В общем, его охватил настоящий паралич. Однако время шло, возродившаяся ближе к рассвету целеустремленность, подпитываемая дешевым каберне, взяла верх над инертностью, и Шанс наконец-то взялся за файлы Реймонда, бывшего, по его же словам, человеком бескомпромиссным, которому подавай или все, или ничего.
Пока полицейские сирены не завыли. Не мерцали красные мигающие огни на улице, ни топотали шаги на лестнице. Программист в квартире снизу затеял ссору со своей невидимой сожительницей, но этим не удивил. Озадачило Шанса другое: чувство близости, возникшее после изучения документов.
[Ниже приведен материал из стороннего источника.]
//! In-process vector store over sparse lexical embeddings

use crate::error::{RetrievalError, Result};
use crate::retrieval::{Document, VectorStore};
use std::collections::HashMap;
use std::sync::RwLock;

/// Weight of a character bigram relative to a whole token
const BIGRAM_WEIGHT: f32 = 0.5;

#[derive(Debug, Clone, Default)]
struct SparseVector {
    weights: HashMap<String, f32>,
    norm: f32,
}

impl SparseVector {
    /// Lower-cased alphanumeric tokens plus their character bigrams, which
    /// lets Korean stems match across particles ("머신러닝이란" vs "머신러닝은").
    fn embed(text: &str) -> Self {
        let mut weights: HashMap<String, f32> = HashMap::new();

        for token in text
            .split(|c: char| !c.is_alphanumeric())
            .filter(|t| !t.is_empty())
        {
            let token = token.to_lowercase();
            let chars: Vec<char> = token.chars().collect();
            for pair in chars.windows(2) {
                let key = format!("#{}{}", pair[0], pair[1]);
                *weights.entry(key).or_default() += BIGRAM_WEIGHT;
            }
            *weights.entry(token).or_default() += 1.0;
        }

        let norm = weights.values().map(|w| w * w).sum::<f32>().sqrt();
        Self { weights, norm }
    }

    fn cosine(&self, other: &SparseVector) -> f32 {
        if self.norm == 0.0 || other.norm == 0.0 {
            return 0.0;
        }

        let (small, large) = if self.weights.len() <= other.weights.len() {
            (self, other)
        } else {
            (other, self)
        };

        let dot: f32 = small
            .weights
            .iter()
            .filter_map(|(key, w)| large.weights.get(key).map(|v| w * v))
            .sum();

        dot / (self.norm * other.norm)
    }
}

#[derive(Debug)]
struct IndexedDocument {
    document: Document,
    embedding: SparseVector,
}

/// Vector store held entirely in memory
///
/// Safe to share between threads: searches take a read lock, inserts a write
/// lock.
#[derive(Debug, Default)]
pub struct InMemoryVectorStore {
    entries: RwLock<Vec<IndexedDocument>>,
}

impl InMemoryVectorStore {
    pub fn new() -> Self {
        Self::default()
    }
}

impl VectorStore for InMemoryVectorStore {
    fn add_documents(&self, documents: Vec<Document>) -> Result<usize> {
        let indexed: Vec<IndexedDocument> = documents
            .into_iter()
            .map(|document| IndexedDocument {
                embedding: SparseVector::embed(&document.page_content),
                document,
            })
            .collect();
        let added = indexed.len();

        let mut entries = self
            .entries
            .write()
            .map_err(|_| RetrievalError::LockPoisoned)?;
        entries.extend(indexed);

        tracing::debug!("Indexed {} documents ({} total)", added, entries.len());
        Ok(added)
    }

    fn similarity_search(&self, query: &str, k: usize) -> Result<Vec<Document>> {
        if k == 0 {
            return Ok(Vec::new());
        }

        let query_vector = SparseVector::embed(query);
        let entries = self
            .entries
            .read()
            .map_err(|_| RetrievalError::LockPoisoned)?;

        let mut scored: Vec<(f32, &IndexedDocument)> = entries
            .iter()
            .map(|entry| (query_vector.cosine(&entry.embedding), entry))
            .collect();

        // Stable sort keeps insertion order between equal scores
        scored.sort_by(|a, b| b.0.partial_cmp(&a.0).unwrap_or(std::cmp::Ordering::Equal));

        Ok(scored
            .into_iter()
            .take(k)
            .map(|(_, entry)| entry.document.clone())
            .collect())
    }

    fn len(&self) -> Result<usize> {
        let entries = self
            .entries
            .read()
            .map_err(|_| RetrievalError::LockPoisoned)?;
        Ok(entries.len())
    }
}

#[cfg(test)]
mod tests {
    use super::*;
    use std::sync::Arc;

    fn seeded() -> InMemoryVectorStore {
        let store = InMemoryVectorStore::new();
        store
            .add_documents(vec![
                Document::new("인공지능(AI)은 인간의 학습능력과 추론능력을 컴퓨터로 구현한 기술입니다."),
                Document::new("머신러닝은 데이터로부터 패턴을 학습하는 인공지능의 한 분야입니다."),
                Document::new("LangGraph는 상태 기반 워크플로우를 구성하는 라이브러리입니다."),
                Document::new("파이썬은 읽기 쉬운 문법을 가진 프로그래밍 언어입니다."),
            ])
            .unwrap();
        store
    }

    #[test]
    fn test_search_ranks_relevant_document_first() {
        let store = seeded();
        let results = store.similarity_search("LangGraph에 대해 설명해줘", 3).unwrap();
        assert_eq!(results.len(), 3);
        assert!(results[0].page_content.starts_with("LangGraph"));

        let results = store.similarity_search("머신러닝이란 무엇인가요?", 1).unwrap();
        assert!(results[0].page_content.starts_with("머신러닝"));
    }

    #[test]
    fn test_search_returns_at_most_k() {
        let store = seeded();
        assert_eq!(store.similarity_search("anything", 10).unwrap().len(), 4);
        assert!(store.similarity_search("anything", 0).unwrap().is_empty());
    }

    #[test]
    fn test_empty_store_returns_nothing() {
        let store = InMemoryVectorStore::new();
        assert!(store.similarity_search("인공지능", 3).unwrap().is_empty());
        assert_eq!(store.len().unwrap(), 0);
    }

    #[test]
    fn test_ties_keep_insertion_order() {
        let store = InMemoryVectorStore::new();
        store
            .add_documents(vec![Document::new("first"), Document::new("second")])
            .unwrap();
        let results = store.similarity_search("unrelated", 2).unwrap();
        assert_eq!(results[0].page_content, "first");
        assert_eq!(results[1].page_content, "second");
    }

    #[test]
    fn test_concurrent_inserts_and_searches() {
        let store = Arc::new(seeded());
        let handles: Vec<_> = (0..8)
            .map(|i| {
                let store = store.clone();
                std::thread::spawn(move || {
                    store
                        .add_documents(vec![Document::new(format!("문서 {}", i))])
                        .unwrap();
                    store.similarity_search("문서", 2).unwrap().len()
                })
            })
            .collect();

        for handle in handles {
            assert_eq!(handle.join().unwrap(), 2);
        }
        assert_eq!(store.len().unwrap(), 12);
    }

    #[test]
    fn test_poisoned_lock_is_reported() {
        let store = Arc::new(InMemoryVectorStore::new());
        let poisoner = store.clone();
        let _ = std::thread::spawn(move || {
            let _guard = poisoner.entries.write().unwrap();
            panic!("poison");
        })
        .join();

        assert!(store.similarity_search("q", 1).is_err());
        assert!(store.add_documents(vec![Document::new("x")]).is_err());
    }
}
//! Hardware backend: the configuration contract spoken over a byte link.
//!
//! - [`correlator`] – pairs responses with outstanding requests.
//! - [`client`] – [`SerialConfigClient`], composing transport, framer,
//!   codec and correlator.

pub mod client;
pub mod correlator;

pub use client::{ClientOptions, SerialConfigClient};
pub use correlator::{Correlator, Resolution};
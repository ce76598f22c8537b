//! End-to-end tests for `SerialConfigClient` over an in-memory link.
//!
//! Most tests put the device emulator on the far end of a
//! `tokio::io::duplex` pipe.  The rest use a scripted device that answers
//! without request IDs, the way older firmware does, to exercise the
//! oldest-first fallback.

use std::sync::Arc;
use std::time::Duration;

use openarcade_config::infrastructure::emulator::serve_stream;
use openarcade_config::infrastructure::storage::store::SharedStore;
use openarcade_config::{
    ClientOptions, ConfigClient, ConfigError, DeviceStore, DuplexTransport, FileSlot,
    MapButtonUseCase, MemorySlot, SerialConfigClient,
};
use openarcade_core::{InputKind, MappingEntry, TableCatalog};
use serde_json::{json, Value};
use tokio::io::{AsyncBufReadExt, AsyncWriteExt, BufReader, DuplexStream};

// ── Helpers ───────────────────────────────────────────────────────────────────

/// A connected client talking to the emulator over `store`.
async fn emulated_client(store: SharedStore) -> SerialConfigClient {
    let (transport, device) = DuplexTransport::pair(4096);
    tokio::spawn(serve_stream(device, store));
    let client = SerialConfigClient::new(Arc::new(transport), ClientOptions::default());
    client.connect().await.expect("connect");
    client
}

fn memory_store() -> SharedStore {
    DeviceStore::open(Box::new(MemorySlot::new())).into_shared()
}

/// A device that answers each request line with `reply(request)`, written
/// one byte at a time and never echoing the request ID.
fn spawn_scripted_device(device: DuplexStream, reply: fn(&Value) -> String) {
    tokio::spawn(async move {
        let (read, mut write) = tokio::io::split(device);
        let mut lines = BufReader::new(read).lines();
        while let Ok(Some(line)) = lines.next_line().await {
            let request: Value = serde_json::from_str(&line).expect("request is JSON");
            for byte in reply(&request).bytes() {
                if write.write_all(&[byte]).await.is_err() {
                    return;
                }
                let _ = write.flush().await;
            }
        }
    });
}

async fn scripted_client(reply: fn(&Value) -> String) -> SerialConfigClient {
    let (transport, device) = DuplexTransport::pair(4096);
    spawn_scripted_device(device, reply);
    let client = SerialConfigClient::new(Arc::new(transport), ClientOptions::default());
    client.connect().await.expect("connect");
    client
}

// ── Emulator round trips ──────────────────────────────────────────────────────

#[tokio::test]
async fn test_mapping_then_mode_switch_is_visible_in_get_device() {
    // Arrange
    let client = emulated_client(memory_store()).await;

    // Act
    client
        .set_mapping(
            "OA-001",
            "keyboard",
            "14",
            MappingEntry::Keycode("HID_KEY_ENTER".into()),
        )
        .await
        .expect("set_mapping");
    client
        .set_active_mode("OA-001", "gamepad")
        .await
        .expect("set_active_mode");
    let device = client
        .get_device("OA-001")
        .await
        .expect("get_device")
        .expect("device exists after a write");

    // Assert
    assert_eq!(device.active_mode, "gamepad");
    assert_eq!(
        device.modes["keyboard"].mapping["14"],
        MappingEntry::Keycode("HID_KEY_ENTER".into())
    );
    assert!(device.modes["gamepad"].mapping.is_empty());
}

#[tokio::test]
async fn test_ping_and_empty_listing() {
    let client = emulated_client(memory_store()).await;

    assert_eq!(client.ping().await, Ok(()));
    assert!(client.list_devices().await.expect("list").is_empty());
}

#[tokio::test]
async fn test_unknown_device_is_none_over_the_wire() {
    let client = emulated_client(memory_store()).await;

    let device = client.get_device("OA-404").await.expect("get_device");

    assert_eq!(device, None);
}

#[tokio::test]
async fn test_unknown_mode_is_rejected_and_nothing_changes() {
    // Arrange
    let store = memory_store();
    let client = emulated_client(SharedStore::clone(&store)).await;
    client.touch("OA-001").await.expect("touch");

    // Act
    let result = client.set_active_mode("OA-001", "turbo").await;

    // Assert
    assert_eq!(result, Err(ConfigError::command("unknown_mode")));
    let device = store.lock().await.device("OA-001").expect("device");
    assert_eq!(device.active_mode, "keyboard");
}

#[tokio::test]
async fn test_descriptor_round_trips_verbatim() {
    let client = emulated_client(memory_store()).await;
    let descriptor = json!({"buttons": 15, "firmware": "1.2.0"});

    client
        .set_descriptor("OA-002", descriptor.clone())
        .await
        .expect("set_descriptor");
    let device = client.get_device("OA-002").await.unwrap().unwrap();

    assert_eq!(device.descriptor, Some(descriptor));
}

#[tokio::test]
async fn test_map_button_resolves_layout_and_stores_binding() {
    // Arrange
    let client: Arc<dyn ConfigClient> = Arc::new(emulated_client(memory_store()).await);
    client.touch("OA-001").await.expect("touch");
    let catalog = TableCatalog::new().with(InputKind::Gamepad, "xb_button_a", "A Button");
    let use_case = MapButtonUseCase::new(Arc::clone(&client), Arc::new(catalog));

    // Act
    let start = use_case
        .map_button("OA-001", "keyboard", "start", InputKind::Keyboard, "key_enter")
        .await
        .expect("map start");
    let select = use_case
        .map_button("OA-001", "gamepad", "select", InputKind::Gamepad, "xb_button_a")
        .await
        .expect("map select");
    let device = client.get_device("OA-001").await.unwrap().unwrap();

    // Assert
    assert_eq!(start.control_id, "14");
    assert_eq!(select.control_id, "13");
    assert_eq!(device.modes["keyboard"].mapping["14"].keycode(), Some("HID_KEY_ENTER"));
    assert_eq!(device.active_keycodes().get("14"), Some(&0x28));
    assert_eq!(
        device.modes["gamepad"].mapping["13"].as_binding().and_then(|b| b.label.as_deref()),
        Some("A Button")
    );
}

#[tokio::test]
async fn test_emulator_writes_are_persisted_to_file() {
    // Arrange
    let dir = tempfile::tempdir().expect("tempdir");
    let path = dir.path().join("devices.json");
    let store = DeviceStore::open(Box::new(FileSlot::new(&path))).into_shared();
    let client = emulated_client(store).await;

    // Act
    client
        .set_mapping("OA-003", "keyboard", "1", MappingEntry::Keycode("HID_KEY_A".into()))
        .await
        .expect("set_mapping");
    client.disconnect().await.expect("disconnect");
    let reopened = DeviceStore::open(Box::new(FileSlot::new(&path)));

    // Assert
    let device = reopened.device("OA-003").expect("persisted device");
    assert_eq!(device.modes["keyboard"].mapping["1"].keycode(), Some("HID_KEY_A"));
    let text = std::fs::read_to_string(&path).expect("read store");
    assert!(text.ends_with('\n'));
}

// ── Responses without IDs ─────────────────────────────────────────────────────

fn reject_set_mapping(request: &Value) -> String {
    match request["cmd"].as_str() {
        Some("set_mapping") => "{\"ok\":false,\"error\":\"set_mapping_failed\"}\n".to_string(),
        Some("list_devices") => "{\"ok\":true,\"devices\":{}}\n".to_string(),
        _ => "{\"ok\":true}\n".to_string(),
    }
}

#[tokio::test]
async fn test_concurrent_requests_resolve_oldest_first_across_split_reads() {
    // Arrange
    let client = scripted_client(reject_set_mapping).await;

    // Act
    let (ping, mapping, devices) = tokio::join!(
        client.ping(),
        client.set_mapping("OA-001", "keyboard", "1", MappingEntry::Keycode("HID_KEY_A".into())),
        client.list_devices(),
    );

    // Assert – only the rejected call fails and the queue keeps draining
    assert_eq!(ping, Ok(()));
    assert_eq!(mapping, Err(ConfigError::command("set_mapping_failed")));
    assert!(devices.expect("list_devices").is_empty());
    assert_eq!(client.ping().await, Ok(()));
}

fn one_odd_device(request: &Value) -> String {
    match request["cmd"].as_str() {
        Some("list_devices") => concat!(
            "{\"ok\":true,\"devices\":{",
            "\"OA-001\":{\"device_id\":\"OA-001\",\"active_mode\":\"gamepad\"},",
            "\"OA-002\":{\"device_id\":\"OA-002\",\"modes\":\"lost\"}}}\n"
        )
        .to_string(),
        _ => "{\"ok\":true}\n".to_string(),
    }
}

#[tokio::test]
async fn test_listing_skips_a_record_that_does_not_decode() {
    let client = scripted_client(one_odd_device).await;

    let devices = client.list_devices().await.expect("list_devices");

    assert_eq!(devices.keys().collect::<Vec<_>>(), ["OA-001"]);
    assert_eq!(devices["OA-001"].active_mode, "gamepad");
}

fn garbage_for_ping(request: &Value) -> String {
    match request["cmd"].as_str() {
        Some("ping") => "definitely not json\n".to_string(),
        _ => "{\"ok\":true}\n".to_string(),
    }
}

#[tokio::test]
async fn test_unparseable_line_fails_only_the_oldest_request() {
    // Arrange
    let client = scripted_client(garbage_for_ping).await;

    // Act
    let (ping, touch) = tokio::join!(client.ping(), client.touch("OA-001"));

    // Assert
    assert_eq!(ping, Err(ConfigError::InvalidJson));
    assert_eq!(touch, Ok(()));
}

fn ack_without_fields(_request: &Value) -> String {
    "{\"ok\":false}\n".to_string()
}

#[tokio::test]
async fn test_failure_without_code_names_the_command() {
    let client = scripted_client(ack_without_fields).await;

    let result = client.set_active_mode("OA-001", "gamepad").await;

    assert_eq!(result, Err(ConfigError::command("set_active_mode_failed")));
}

#[tokio::test(start_paused = true)]
async fn test_late_reply_after_timeout_does_not_answer_the_next_request() {
    // Arrange – the first reply takes longer than the client waits
    let (transport, device) = DuplexTransport::pair(4096);
    tokio::spawn(async move {
        let (read, mut write) = tokio::io::split(device);
        let mut lines = BufReader::new(read).lines();
        let mut first = true;
        while let Ok(Some(line)) = lines.next_line().await {
            let request: Value = serde_json::from_str(&line).expect("request is JSON");
            if std::mem::take(&mut first) {
                tokio::time::sleep(Duration::from_millis(800)).await;
            }
            if write.write_all(reject_set_mapping(&request).as_bytes()).await.is_err() {
                return;
            }
        }
    });
    let options = ClientOptions {
        request_timeout: Duration::from_millis(500),
        ..ClientOptions::default()
    };
    let client = SerialConfigClient::new(Arc::new(transport), options);
    client.connect().await.expect("connect");

    // Act
    let ping = client.ping().await;
    let mapping = client
        .set_mapping("OA-001", "keyboard", "1", MappingEntry::Keycode("HID_KEY_A".into()))
        .await;
    let follow_up = client.ping().await;

    // Assert
    assert_eq!(ping, Err(ConfigError::Timeout(Duration::from_millis(500))));
    assert_eq!(mapping, Err(ConfigError::command("set_mapping_failed")));
    assert_eq!(follow_up, Ok(()));
}
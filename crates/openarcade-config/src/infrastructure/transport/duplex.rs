//! In-process transport over `tokio::io::duplex`.
//!
//! [`DuplexTransport::pair`] returns the client-side transport together with
//! the device-side end of the pipe, which is usually handed to the device
//! emulator.  The pipe can be opened once; a second `open` fails the way a
//! busy serial port does.

use std::sync::Mutex;

use async_trait::async_trait;
use tokio::io::DuplexStream;

use super::{ByteTransport, TransportError, TransportHandle};

/// Default pipe capacity in bytes per direction.
pub const DEFAULT_CAPACITY: usize = 4096;

/// A transport whose link is one end of an in-memory pipe.
#[derive(Debug)]
pub struct DuplexTransport {
    stream: Mutex<Option<DuplexStream>>,
}

impl DuplexTransport {
    /// Wraps an existing pipe end.
    pub fn new(stream: DuplexStream) -> Self {
        Self {
            stream: Mutex::new(Some(stream)),
        }
    }

    /// Creates a pipe and returns `(client transport, device end)`.
    pub fn pair(capacity: usize) -> (Self, DuplexStream) {
        let (client, device) = tokio::io::duplex(capacity);
        (Self::new(client), device)
    }
}

#[async_trait]
impl ByteTransport for DuplexTransport {
    async fn open(&self) -> Result<TransportHandle, TransportError> {
        let stream = self
            .stream
            .lock()
            .map_err(|_| TransportError::OpenFailed("pipe lock poisoned".to_string()))?
            .take()
            .ok_or_else(|| TransportError::OpenFailed("device busy".to_string()))?;

        let (reader, writer) = tokio::io::split(stream);
        Ok(TransportHandle {
            reader: Box::new(reader),
            writer: Box::new(writer),
            label: "duplex".to_string(),
        })
    }
}

#[cfg(test)]
mod tests {
    use super::*;
    use tokio::io::{AsyncReadExt, AsyncWriteExt};

    #[tokio::test]
    async fn test_bytes_flow_both_ways() {
        // Arrange
        let (transport, mut device) = DuplexTransport::pair(DEFAULT_CAPACITY);
        let mut handle = transport.open().await.expect("open");

        // Act
        handle.writer.write_all(b"ping\n").await.unwrap();
        let mut from_client = [0u8; 5];
        device.read_exact(&mut from_client).await.unwrap();
        device.write_all(b"pong\n").await.unwrap();
        let mut from_device = [0u8; 5];
        handle.reader.read_exact(&mut from_device).await.unwrap();

        // Assert
        assert_eq!(&from_client, b"ping\n");
        assert_eq!(&from_device, b"pong\n");
    }

    #[tokio::test]
    async fn test_second_open_reports_busy() {
        let (transport, _device) = DuplexTransport::pair(64);
        let _first = transport.open().await.expect("first open");

        let second = transport.open().await;

        assert!(matches!(second, Err(TransportError::OpenFailed(msg)) if msg == "device busy"));
    }
}
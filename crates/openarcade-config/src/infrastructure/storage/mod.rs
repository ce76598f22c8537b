//! Persistence: the local device store and the tool's own settings file.
//!
//! - [`slot`] – durable single-document slots ([`FileSlot`], [`MemorySlot`]).
//! - [`store`] – [`DeviceStore`], the device table persisted through a slot.
//! - [`local_client`] – [`LocalConfigClient`], the contract over a store.
//! - [`config`] – TOML application settings.

pub mod config;
pub mod local_client;
pub mod slot;
pub mod store;

pub use local_client::LocalConfigClient;
pub use slot::{FileSlot, KeyValueSlot, MemorySlot, StorageError};
pub use store::{DeviceStore, SharedStore, StoreError};
//! Domain entities: devices, their modes and mappings, and button layouts.

pub mod device;
pub mod layout;
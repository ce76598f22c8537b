//! Line framer: cuts an unbounded byte stream into newline-terminated lines.
//!
//! A serial port hands the reader whatever bytes happen to be in the UART
//! buffer: half a JSON object, three objects at once, or a single newline.
//! [`LineFramer`] accumulates those chunks and yields only complete lines.
//!
//! Guarantees:
//!
//! - Lines are split on `\n` only.  The delimiter is not part of the yielded
//!   line; any other bytes (including `\r`) are passed through untouched.
//! - A trailing fragment with no `\n` stays buffered until a later chunk
//!   completes it.  Partial lines are never yielded.
//! - Feeding the same stream in any chunking produces the same lines.

/// Stateful accumulator turning byte chunks into complete lines.
#[derive(Debug, Default)]
pub struct LineFramer {
    buf: Vec<u8>,
    /// Bytes before this offset have already been yielded as lines.
    consumed: usize,
    /// Bytes in `buf[consumed..scanned]` are known to contain no `\n`.
    scanned: usize,
}

impl LineFramer {
    pub fn new() -> Self {
        Self::default()
    }

    /// Appends `chunk` and returns a lazy iterator over the lines it completes.
    ///
    /// Lines left unread when the iterator is dropped are not lost; they are
    /// yielded by the iterator returned from the next `feed`.
    pub fn feed(&mut self, chunk: &[u8]) -> Lines<'_> {
        self.compact();
        self.buf.extend_from_slice(chunk);
        Lines { framer: self }
    }

    /// Number of buffered bytes not yet yielded as part of a line.
    pub fn pending_len(&self) -> usize {
        self.buf.len() - self.consumed
    }

    /// Discards the buffered partial line.
    pub fn clear(&mut self) {
        self.buf.clear();
        self.consumed = 0;
        self.scanned = 0;
    }

    fn compact(&mut self) {
        if self.consumed > 0 {
            self.buf.drain(..self.consumed);
            self.scanned -= self.consumed;
            self.consumed = 0;
        }
    }

    fn next_line(&mut self) -> Option<String> {
        let offset = self.buf[self.scanned..].iter().position(|&b| b == b'\n');
        match offset {
            Some(pos) => {
                let end = self.scanned + pos;
                let line = String::from_utf8_lossy(&self.buf[self.consumed..end]).into_owned();
                self.consumed = end + 1;
                self.scanned = self.consumed;
                Some(line)
            }
            None => {
                self.scanned = self.buf.len();
                None
            }
        }
    }
}

/// Iterator over the complete lines available after a [`LineFramer::feed`].
///
/// Invalid UTF-8 is replaced with U+FFFD; such a line then fails JSON
/// decoding like any other malformed line.
#[derive(Debug)]
pub struct Lines<'a> {
    framer: &'a mut LineFramer,
}

impl Iterator for Lines<'_> {
    type Item = String;

    fn next(&mut self) -> Option<String> {
        self.framer.next_line()
    }
}
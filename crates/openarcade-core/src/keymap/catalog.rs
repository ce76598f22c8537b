//! The boundary to the UI's input catalog, and turning a picked input into a
//! [`Binding`].
//!
//! The catalog itself (which gamepad buttons exist, what they are called on
//! screen) belongs to the UI.  This crate only needs to ask two questions of
//! it, captured by [`InputCatalog`]: what label does an input have, and does
//! it drive an analog axis?

use std::collections::HashMap;

use crate::domain::device::{AnalogConfig, Binding, InputKind};

use super::hid::HidKeyCode;

/// Lookup table from symbolic input name to display data.
pub trait InputCatalog {
    /// Display label for `input`, or `None` if the catalog does not offer it.
    fn label(&self, kind: InputKind, input: &str) -> Option<String>;

    /// Whether `input` drives an analog axis and needs an `analogConfig`.
    fn is_analog(&self, kind: InputKind, _input: &str) -> bool {
        kind == InputKind::Analog
    }
}

#[derive(Debug, Clone)]
struct CatalogEntry {
    label: String,
    analog: bool,
}

/// An [`InputCatalog`] filled in by the caller.
///
/// Keyboard inputs that are not in the table but name a known HID key are
/// still offered, labelled with the key's name (`"ENTER"` for `key_enter`).
#[derive(Debug, Clone, Default)]
pub struct TableCatalog {
    entries: HashMap<(InputKind, String), CatalogEntry>,
}

impl TableCatalog {
    pub fn new() -> Self {
        Self::default()
    }

    /// Adds a digital input.
    pub fn with(mut self, kind: InputKind, input: &str, label: &str) -> Self {
        self.insert(kind, input, label, kind == InputKind::Analog);
        self
    }

    /// Adds an input that drives an analog axis regardless of its kind, such
    /// as a gamepad trigger.
    pub fn with_analog(mut self, kind: InputKind, input: &str, label: &str) -> Self {
        self.insert(kind, input, label, true);
        self
    }

    fn insert(&mut self, kind: InputKind, input: &str, label: &str, analog: bool) {
        self.entries.insert(
            (kind, input.to_string()),
            CatalogEntry {
                label: label.to_string(),
                analog,
            },
        );
    }
}

impl InputCatalog for TableCatalog {
    fn label(&self, kind: InputKind, input: &str) -> Option<String> {
        if let Some(entry) = self.entries.get(&(kind, input.to_string())) {
            return Some(entry.label.clone());
        }
        match kind {
            InputKind::Keyboard => HidKeyCode::from_input_name(input)
                .map(|key| key.name().trim_start_matches("HID_KEY_").to_string()),
            _ => None,
        }
    }

    fn is_analog(&self, kind: InputKind, input: &str) -> bool {
        self.entries
            .get(&(kind, input.to_string()))
            .map(|entry| entry.analog)
            .unwrap_or(kind == InputKind::Analog)
    }
}

/// Builds the mapping entry for a UI input picked in the configurator.
///
/// Keyboard inputs must name a known HID key.  Gamepad and analog inputs
/// must be offered by `catalog`.  Anything else yields `None`.
pub fn build_binding(catalog: &dyn InputCatalog, kind: InputKind, input: &str) -> Option<Binding> {
    let (keycode, label) = match kind {
        InputKind::Keyboard => {
            let key = HidKeyCode::from_input_name(input)?;
            let label = catalog
                .label(kind, input)
                .unwrap_or_else(|| input.to_string());
            (Some(key.name().to_string()), label)
        }
        InputKind::Gamepad | InputKind::Analog => (None, catalog.label(kind, input)?),
    };

    Some(Binding {
        keycode,
        kind: Some(kind),
        input: Some(input.to_string()),
        action: Some(label.clone()),
        label: Some(label),
        analog_config: catalog
            .is_analog(kind, input)
            .then(AnalogConfig::default),
        extra: Default::default(),
    })
}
На флешке лежали практически одни отчеты, рапорты о преступлениях, которые расследовал детектив Блэкстоун, и они по сути мало чем отличались от медицинских заключений самого Шанса: в них он обнаружил все те же жизненные траектории абсолютно растерянных, отчаянно невезучих или совершенно безумных людей.
Тут был восемнадцатилений наркоман, который в приступе спровоцированной веществами ярости убил своего друга из-за музыкального центра и не сумел впоследствии вспомнить об этом; тем не менее его обвинили в незаконном проникновении в жилище, вооруженном ограблении и убийстве, – если обвинения будут доказаны (а почему бы и нет, учитывая несомненное доверие мальчишки к предоставленному штатом бесплатному адвокату), то парень получит пожизненное. Попалось и дело о бездомных героинщиках, те похоронили одного из своих, умершего от передозировки, а потом задумались, что же они сделали. Почуяв упущенные возможности, они выкопали тело, отпилили голову украденной в ближайшем магазине стройтоваров пилой и попытались продать ее за тридцать долларов таким же бездомным сатанистам. Сатанисты заинтересовались головой, но их финансовые возможности оставляли желать лучшего. Завязалась жестокая драка. Многих ранили, один из торговцев головами получил отверткой в глаз и умер. Убийцу, двадцатисемилетнего ветерана войны в Ираке, заключили под стражу.
Такие истории было невозможно придумать, и все же они происходили повсюду, за каждым поворотом, и Реймонд Блэкстоун был им свидетелем. Так же, как и Шанс. Отчеты обоих говорили о совершенной абсурдности и безоговорочной недолговечности жизни, о той сияющей истине, которая пробивалась наружу вопреки тому, что Шанс и Реймонд пытались сказать, и Шанс задался вопросом, не чувствовал ли Блэкстоун усталости, не хотелось ли ему вырваться на свободу, перечеркнуть реальность, подняться над ней до того, как придут за ним время и случай (а те неизбежно приходят за каждым из нас), и ведь Реймонд совершенно по-человечески не подозревал, что в темном переулке за массажным салоном его ждет и хочет поздороваться еще один раненый, который, однако, вполне себе ходит и весьма преуспел в искусстве клинка.